● **Records provided**
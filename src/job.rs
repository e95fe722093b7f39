use std::time::Instant;

use crate::common::config::Config;
use crate::common::errors::{BackupError, RetentionError};
use crate::exporter::{self, CommandRunner, ExportRecord, InstanceName, Wsl};
use crate::retention::{self, PruneMode, PruneReport, RetentionRequest};

/// Outcome of one prune pass; errors here never abort the run
pub type PruneResult = Result<PruneReport, RetentionError>;

#[derive(Debug, Clone, Copy, Default)]
pub struct JobOptions {
    /// List and plan only: no shutdown, no export, no deletion
    pub dry_run: bool,
    /// Skip the retention passes (export only)
    pub skip_prune: bool,
    pub show_progress: bool,
}

#[derive(Debug)]
pub struct RunReport {
    pub dry_run: bool,
    pub instances: Vec<InstanceName>,
    pub exports: Vec<ExportRecord>,
    pub backup_prune: Option<PruneResult>,
    pub log_prune: Option<PruneResult>,
    pub duration_secs: f64,
}

impl RunReport {
    pub fn failed_exports(&self) -> usize {
        self.exports.iter().filter(|r| r.is_failed()).count()
    }
}

/// Which directories a standalone prune covers
#[derive(Debug, Clone, Copy)]
pub struct PruneTargets {
    pub backups: bool,
    pub logs: bool,
}

impl Default for PruneTargets {
    fn default() -> Self {
        Self {
            backups: true,
            logs: true,
        }
    }
}

/// The scheduled job.
///
/// Order: list instances, stop WSL, export each instance, prune the backup
/// directory, prune the log directory. No instances, a failed listing and a
/// failed shutdown are fatal; everything after the shutdown is not.
pub fn run_backup<R: CommandRunner>(
    wsl: &Wsl<R>,
    config: &Config,
    options: &JobOptions,
) -> Result<RunReport, BackupError> {
    let started = Instant::now();

    let instances = wsl.list_instances()?;
    if instances.is_empty() {
        return Err(BackupError::NoInstances);
    }
    let names: Vec<&str> = instances.iter().map(|i| i.as_str()).collect();
    tracing::info!("Found {} instance(s): {}", instances.len(), names.join(", "));

    let exports = if options.dry_run {
        let now = chrono::Local::now().naive_local();
        instances
            .iter()
            .map(|i| ExportRecord::planned(i, &config.backup_path, now))
            .collect()
    } else {
        tracing::info!("Shutting down WSL");
        wsl.stop_all()?;

        std::fs::create_dir_all(&config.backup_path).map_err(|source| BackupError::Io {
            path: config.backup_path.clone(),
            source,
        })?;

        exporter::export_all(wsl, &instances, &config.backup_path, options.show_progress)
    };

    let (backup_prune, log_prune) = if options.skip_prune {
        (None, None)
    } else {
        let mode = prune_mode(options.dry_run);
        // Leftovers of failed exports must not take a keep-floor slot.
        let mut backups = config.backup_retention();
        backups.exclude = exports
            .iter()
            .filter(|r| r.is_failed())
            .map(|r| r.destination_path.clone())
            .collect();
        (
            Some(prune_logged("backup", &backups, mode)),
            Some(prune_logged("log", &config.log_retention(), mode)),
        )
    };

    Ok(RunReport {
        dry_run: options.dry_run,
        instances,
        exports,
        backup_prune,
        log_prune,
        duration_secs: started.elapsed().as_secs_f64(),
    })
}

/// Retention only, without touching WSL
pub fn run_prune(
    config: &Config,
    targets: PruneTargets,
    mode: PruneMode,
) -> (Option<PruneResult>, Option<PruneResult>) {
    let backups = targets
        .backups
        .then(|| prune_logged("backup", &config.backup_retention(), mode));
    let logs = targets
        .logs
        .then(|| prune_logged("log", &config.log_retention(), mode));
    (backups, logs)
}

pub fn prune_mode(dry_run: bool) -> PruneMode {
    if dry_run {
        PruneMode::DryRun
    } else {
        PruneMode::Delete
    }
}

fn prune_logged(label: &str, request: &RetentionRequest, mode: PruneMode) -> PruneResult {
    tracing::info!(
        "Pruning {} files in {} older than {} days (keeping newest {})",
        label,
        request.directory.display(),
        request.max_age_days,
        request.min_keep_count
    );

    let result = retention::prune(request, mode);
    match &result {
        Ok(report) => tracing::info!(
            "{} {} {} file(s), {} failed",
            label,
            if mode == PruneMode::DryRun { "would remove" } else { "removed" },
            report.deleted.len(),
            report.failed.len()
        ),
        Err(e) => tracing::warn!("Skipping {} cleanup: {}", label, e),
    }
    result
}
use clap::{Parser, Subcommand, ValueEnum};
use std::path::PathBuf;

/// wsl2-backup: scheduled WSL2 exports with retention cleanup
#[derive(Parser, Debug)]
#[command(
    name = "wsl2-backup",
    version,
    about = "Export WSL2 instances to archives and prune old backups",
    long_about = "wsl2-backup shuts WSL down, exports every instance to a timestamped\n\
                   .tar archive, then deletes archives and transcripts past their age.",
    after_help = "EXAMPLES:\n  \
        wsl2-backup config init                Write a default config file\n  \
        wsl2-backup run                        Export all instances, then prune\n  \
        wsl2-backup run --dry-run              Show what a run would do\n  \
        wsl2-backup list                       List WSL instances\n  \
        wsl2-backup prune --backups --dry-run  Preview archive cleanup\n  \
        wsl2-backup schedule --time 02:30      Print the Task Scheduler command\n  \
        wsl2-backup schedule --install         Register the daily task"
)]
pub struct Cli {
    #[command(subcommand)]
    pub command: Commands,

    /// Config file to use
    #[arg(long, short, global = true, value_name = "PATH", env = "WSL2_BACKUP_CONFIG")]
    pub config: Option<PathBuf>,

    /// Output format
    #[arg(long, global = true, default_value = "human")]
    pub format: OutputFormat,

    /// Disable colored output
    #[arg(long, global = true)]
    pub no_color: bool,

    /// Verbose output
    #[arg(long, short, global = true)]
    pub verbose: bool,

    /// Quiet mode, minimal output
    #[arg(long, short, global = true)]
    pub quiet: bool,
}

#[derive(Subcommand, Debug)]
pub enum Commands {
    /// Export all instances, then prune old archives and transcripts
    Run {
        /// Show instances, archive names and deletions without doing anything
        #[arg(long)]
        dry_run: bool,
    },

    /// Export all instances without pruning
    Export,

    /// List WSL instances
    List,

    /// Delete old archives and transcripts
    Prune {
        /// Only prune the backup directory
        #[arg(long)]
        backups: bool,

        /// Only prune the log directory
        #[arg(long)]
        logs: bool,

        /// Show what would be deleted
        #[arg(long)]
        dry_run: bool,
    },

    /// Manage configuration
    Config {
        #[command(subcommand)]
        action: ConfigAction,
    },

    /// Register a daily run with Windows Task Scheduler
    Schedule {
        /// Time of day to run (HH:MM, 24-hour)
        #[arg(long, default_value = crate::schedule::DEFAULT_TIME)]
        time: String,

        /// Task Scheduler task name
        #[arg(long, default_value = crate::schedule::DEFAULT_TASK_NAME)]
        task_name: String,

        /// Run schtasks.exe instead of printing the command
        #[arg(long)]
        install: bool,
    },

    /// Generate shell completions
    Completions {
        /// Shell to generate completions for
        #[arg(value_enum)]
        shell: CompletionShell,
    },
}

#[derive(Subcommand, Debug)]
pub enum ConfigAction {
    /// Show current configuration
    Show,

    /// Write a default config file
    Init {
        /// Overwrite an existing file
        #[arg(long)]
        force: bool,
    },

    /// Print the config file location
    Path,
}

#[derive(Debug, Clone, ValueEnum)]
pub enum OutputFormat {
    Human,
    Json,
    Quiet,
}

#[derive(Debug, Clone, ValueEnum)]
pub enum CompletionShell {
    Bash,
    Zsh,
    Fish,
}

● **What is being asked**
Search the data for the string "directory" and copy each line where it appears.

● **Written response**
/// directory, prune the log directory. No instances, a failed listing and a
        request.directory.display(),
        /// Only prune the backup directory
        /// Only prune the log directory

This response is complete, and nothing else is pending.